Stored data entries:
"""

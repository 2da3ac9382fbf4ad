//! Operator-facing progress notices.
//!
//! Notices are the console lines an operator sees while an automatic purge
//! runs. They are separate from diagnostic logging: the purge worker emits
//! both a [`Notice`] (what happened, in plain words) and structured `tracing`
//! events (what happened, with fields).

use std::fmt;

/// A single progress notice.
#[derive(Debug, Clone, PartialEq, Eq)]
pub enum Notice {
    /// Retention is configured below the automatic-purge minimum.
    AutoPurgeMinimum,
    /// Another maintenance operation was running at start.
    AutoPurgeSkipped,
    /// The run has started; `retention` is the formatted window being kept.
    AutoPurgeStarted { retention: String },
    /// The consumer never reached a safe point and the run was abandoned.
    ConsumerBusy,
    /// No database connection could be obtained.
    DatabaseBusy,
    /// A table is about to be processed.
    PurgeProcessing { table: String },
    /// Rows were removed from the table last announced.
    PurgeRows { rows: u64 },
    /// Dry run: rows that would have been removed.
    PurgeDryRunRows { rows: u64 },
    /// A single table could not be purged.
    PurgeError { table: String },
    /// Enough data was removed to warrant compaction.
    PurgeOptimizing,
    /// The run finished; `total` rows were removed.
    AutoPurgeSuccess { total: u64 },
    /// The run aborted on an unexpected failure.
    PurgeFailed,
}

impl Notice {
    /// Whether this notice reports a problem rather than progress.
    pub fn is_problem(&self) -> bool {
        matches!(
            self,
            Notice::ConsumerBusy | Notice::DatabaseBusy | Notice::PurgeError { .. } | Notice::PurgeFailed
        )
    }
}

impl fmt::Display for Notice {
    fn fmt(&self, f: &mut fmt::Formatter<'_>) -> fmt::Result {
        match self {
            Notice::AutoPurgeMinimum => {
                f.write_str("Auto-purge requires a retention period of at least 24 hours.")
            }
            Notice::AutoPurgeSkipped => f.write_str(
                "Auto-purge skipped: another maintenance operation is already in progress.",
            ),
            Notice::AutoPurgeStarted { retention } => {
                write!(f, "Auto-purge started. Removing data older than {retention}.")
            }
            Notice::ConsumerBusy => {
                f.write_str("Auto-purge cancelled: the consumer did not pause in time.")
            }
            Notice::DatabaseBusy => f.write_str("Database busy. Please try again later."),
            Notice::PurgeProcessing { table } => write!(f, "Processing {table} data..."),
            Notice::PurgeRows { rows } => write!(f, "{} rows of data deleted.", format_count(*rows)),
            Notice::PurgeDryRunRows { rows } => {
                write!(f, "{} rows of data would be deleted (dry run).", format_count(*rows))
            }
            Notice::PurgeError { table } => write!(f, "Unable to purge {table} data."),
            Notice::PurgeOptimizing => f.write_str("Optimizing database. Please wait..."),
            Notice::AutoPurgeSuccess { total } => write!(
                f,
                "Auto-purge complete. {} rows of data removed.",
                format_count(*total)
            ),
            Notice::PurgeFailed => f.write_str("Purge failed. Please try again later."),
        }
    }
}

/// Destination for progress notices.
pub trait NoticeSink: Send + Sync {
    fn notice(&self, notice: &Notice);
}

/// Writes notices to the log under the `autopurge::notice` target.
#[derive(Debug, Default, Clone, Copy)]
pub struct TracingNotices;

impl NoticeSink for TracingNotices {
    fn notice(&self, notice: &Notice) {
        if notice.is_problem() {
            tracing::warn!(target: "autopurge::notice", "{notice}");
        } else {
            tracing::info!(target: "autopurge::notice", "{notice}");
        }
    }
}

/// Format a count with `,` thousands separators (`1234567` -> `"1,234,567"`).
pub fn format_count(n: u64) -> String {
    let digits = n.to_string();
    let mut out = String::with_capacity(digits.len() + digits.len() / 3);
    for (i, c) in digits.chars().enumerate() {
        if i > 0 && (digits.len() - i) % 3 == 0 {
            out.push(',');
        }
        out.push(c);
    }
    out
}

/// Collects notices in memory so tests can assert on what an operator saw.
#[cfg(test)]
#[derive(Debug, Default)]
pub(crate) struct RecordingNotices {
    seen: std::sync::Mutex<Vec<Notice>>,
}

#[cfg(test)]
impl RecordingNotices {
    pub(crate) fn notices(&self) -> Vec<Notice> {
        self.seen.lock().unwrap().clone()
    }

    pub(crate) fn contains(&self, notice: &Notice) -> bool {
        self.seen.lock().unwrap().contains(notice)
    }
}

#[cfg(test)]
impl NoticeSink for RecordingNotices {
    fn notice(&self, notice: &Notice) {
        self.seen.lock().unwrap().push(notice.clone());
    }
}
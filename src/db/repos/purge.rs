use std::time::Duration;

use async_trait::async_trait;

use crate::db::error::{DbError, DbResult};

/// Hands out connections for a purge run.
///
/// A purge holds one connection for its whole run. `exclusive` asks for a
/// connection outside the shared pool so that compaction can run without
/// other pool members holding the file open.
#[async_trait]
pub trait ConnectionProvider: Send + Sync {
    /// Acquire a connection, giving up after `timeout`.
    async fn acquire(
        &self,
        exclusive: bool,
        timeout: Duration,
    ) -> DbResult<Box<dyn PurgeConnection>>;
}

/// The statements a purge run issues against one activity table.
///
/// Table names passed in are already prefixed and must pass
/// [`checked_table_name`]; implementations interpolate them into SQL.
#[async_trait]
pub trait PurgeConnection: Send {
    /// Number of rows with `time < cutoff`.
    async fn count_before(&mut self, table: &str, cutoff: i64) -> DbResult<u64>;

    /// Delete rows with `time < cutoff` and return how many were removed.
    ///
    /// With a non-zero `batch_size` rows are removed in chunks of at most that
    /// many, each its own statement. Batches that committed before a failure
    /// stay removed; the error then reports them through
    /// [`DbError::rows_removed`].
    async fn delete_before(&mut self, table: &str, cutoff: i64, batch_size: u32) -> DbResult<u64>;

    /// Reclaim space after a large delete. Engines without a file to shrink
    /// keep the default no-op.
    async fn compact(&mut self) -> DbResult<()> {
        Ok(())
    }
}

/// Reject table names that are not plain identifiers.
pub fn checked_table_name(name: &str) -> DbResult<&str> {
    let valid = !name.is_empty()
        && !name.starts_with(|c: char| c.is_ascii_digit())
        && name.chars().all(|c| c.is_ascii_alphanumeric() || c == '_');
    if valid {
        Ok(name)
    } else {
        Err(DbError::Validation(format!("invalid table name: {name:?}")))
    }
}

#[cfg(test)]
mod tests {
    use super::*;

    #[test]
    fn test_checked_table_name() {
        assert!(checked_table_name("co_block").is_ok());
        assert!(checked_table_name("block").is_ok());
        assert!(checked_table_name("_x1").is_ok());

        assert!(checked_table_name("").is_err());
        assert!(checked_table_name("1block").is_err());
        assert!(checked_table_name("co_block; DROP TABLE x").is_err());
        assert!(checked_table_name("co-block").is_err());
        assert!(checked_table_name("\"co_block\"").is_err());
    }
}
//! One-shot retention purge for time-partitioned activity tables.
//!
//! On host start, [`retention::start_auto_purge`] schedules a single
//! background run that removes rows older than the configured retention
//! window, coordinating with the ingestion consumer ([`ingest`]) through the
//! shared state in [`maintenance`].

pub mod config;
pub mod db;
pub mod ingest;
pub mod maintenance;
pub mod models;
pub mod notice;
pub mod observability;
pub mod retention;
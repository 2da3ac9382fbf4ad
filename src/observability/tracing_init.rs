//! Tracing subscriber initialization with configurable logging formats.

use tracing_subscriber::{EnvFilter, layer::SubscriberExt, util::SubscriberInitExt};

use crate::config::{LogFormat, LogLevel, LoggingConfig, ObservabilityConfig};

/// Initialize the global tracing subscriber.
///
/// Sets up console logging in the configured format with an `EnvFilter`.
/// `RUST_LOG`, when set, replaces the configured level and filter.
pub fn init_tracing(config: &ObservabilityConfig) -> Result<(), TracingError> {
    let logging = &config.logging;
    let filter = build_env_filter(logging);

    let result = match (&logging.format, logging.timestamps) {
        (LogFormat::Pretty, true) => {
            let fmt_layer = tracing_subscriber::fmt::layer()
                .pretty()
                .with_target(true)
                .with_thread_ids(false)
                .with_file(logging.file_line)
                .with_line_number(logging.file_line);
            tracing_subscriber::registry()
                .with(filter)
                .with(fmt_layer)
                .try_init()
        }
        (LogFormat::Pretty, false) => {
            let fmt_layer = tracing_subscriber::fmt::layer()
                .pretty()
                .with_target(true)
                .with_thread_ids(false)
                .with_file(logging.file_line)
                .with_line_number(logging.file_line)
                .without_time();
            tracing_subscriber::registry()
                .with(filter)
                .with(fmt_layer)
                .try_init()
        }
        (LogFormat::Compact, true) => {
            let fmt_layer = tracing_subscriber::fmt::layer()
                .compact()
                .with_target(true)
                .with_file(logging.file_line)
                .with_line_number(logging.file_line);
            tracing_subscriber::registry()
                .with(filter)
                .with(fmt_layer)
                .try_init()
        }
        (LogFormat::Compact, false) => {
            let fmt_layer = tracing_subscriber::fmt::layer()
                .compact()
                .with_target(true)
                .with_file(logging.file_line)
                .with_line_number(logging.file_line)
                .without_time();
            tracing_subscriber::registry()
                .with(filter)
                .with(fmt_layer)
                .try_init()
        }
        (LogFormat::Json, true) => {
            let fmt_layer = tracing_subscriber::fmt::layer()
                .json()
                .with_file(logging.file_line)
                .with_line_number(logging.file_line)
                .with_current_span(logging.include_spans);
            tracing_subscriber::registry()
                .with(filter)
                .with(fmt_layer)
                .try_init()
        }
        (LogFormat::Json, false) => {
            let fmt_layer = tracing_subscriber::fmt::layer()
                .json()
                .with_file(logging.file_line)
                .with_line_number(logging.file_line)
                .with_current_span(logging.include_spans)
                .without_time();
            tracing_subscriber::registry()
                .with(filter)
                .with(fmt_layer)
                .try_init()
        }
    };

    result.map_err(|e| TracingError::Init(e.to_string()))
}

fn build_env_filter(config: &LoggingConfig) -> EnvFilter {
    let base_level = level_directive(&config.level);

    if let Ok(env_filter) = std::env::var("RUST_LOG") {
        EnvFilter::try_new(env_filter).unwrap_or_else(|_| EnvFilter::new(base_level))
    } else if let Some(filter) = &config.filter {
        let combined = format!("{},{}", base_level, filter);
        EnvFilter::try_new(combined).unwrap_or_else(|_| EnvFilter::new(base_level))
    } else {
        // Default filter that quiets per-statement sqlx logging
        EnvFilter::new(format!("{},sqlx=warn", base_level))
    }
}

fn level_directive(level: &LogLevel) -> &'static str {
    match level {
        LogLevel::Trace => "trace",
        LogLevel::Debug => "debug",
        LogLevel::Info => "info",
        LogLevel::Warn => "warn",
        LogLevel::Error => "error",
    }
}

/// Tracing initialization errors.
#[derive(Debug, thiserror::Error)]
pub enum TracingError {
    #[error("Failed to initialize tracing: {0}")]
    Init(String),
}

#[cfg(test)]
mod tests {
    use super::*;

    #[test]
    fn test_default_filter_quiets_sqlx() {
        temp_env::with_var_unset("RUST_LOG", || {
            let filter = build_env_filter(&LoggingConfig::default()).to_string();
            assert!(filter.contains("sqlx=warn"), "{filter}");
            assert!(filter.contains("info"), "{filter}");
        });
    }

    #[test]
    fn test_config_filter_is_appended() {
        temp_env::with_var_unset("RUST_LOG", || {
            let config = LoggingConfig {
                level: LogLevel::Debug,
                filter: Some("autopurge::notice=info".into()),
                ..Default::default()
            };
            let filter = build_env_filter(&config).to_string();
            assert!(filter.contains("autopurge::notice=info"), "{filter}");
            assert!(!filter.contains("sqlx"), "{filter}");
        });
    }

    #[test]
    fn test_rust_log_overrides_config() {
        temp_env::with_var("RUST_LOG", Some("warn"), || {
            let config = LoggingConfig {
                level: LogLevel::Trace,
                filter: Some("sqlx=debug".into()),
                ..Default::default()
            };
            let filter = build_env_filter(&config).to_string();
            assert_eq!(filter, "warn");
        });
    }
}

"""

What the task requires ▸ Copy exactly the lines above, starting at the opening line and finishing at the line in which "running at start." occurs.

Written solution ▸
repository 2da3ac9382fbf4ad
//! Operator-facing progress notices.
//!
//! Notices are the console lines an operator sees while an automatic purge
//! runs. They are separate from diagnostic logging: the purge worker emits
//! both a [`Notice`] (what happened, in plain words) and structured `tracing`
//! events (what happened, with fields).

use std::fmt;

/// A single progress notice.
#[derive(Debug, Clone, PartialEq, Eq)]
pub enum Notice {
    /// Retention is configured below the automatic-purge minimum.
    AutoPurgeMinimum,
    /// Another maintenance operation was running at start.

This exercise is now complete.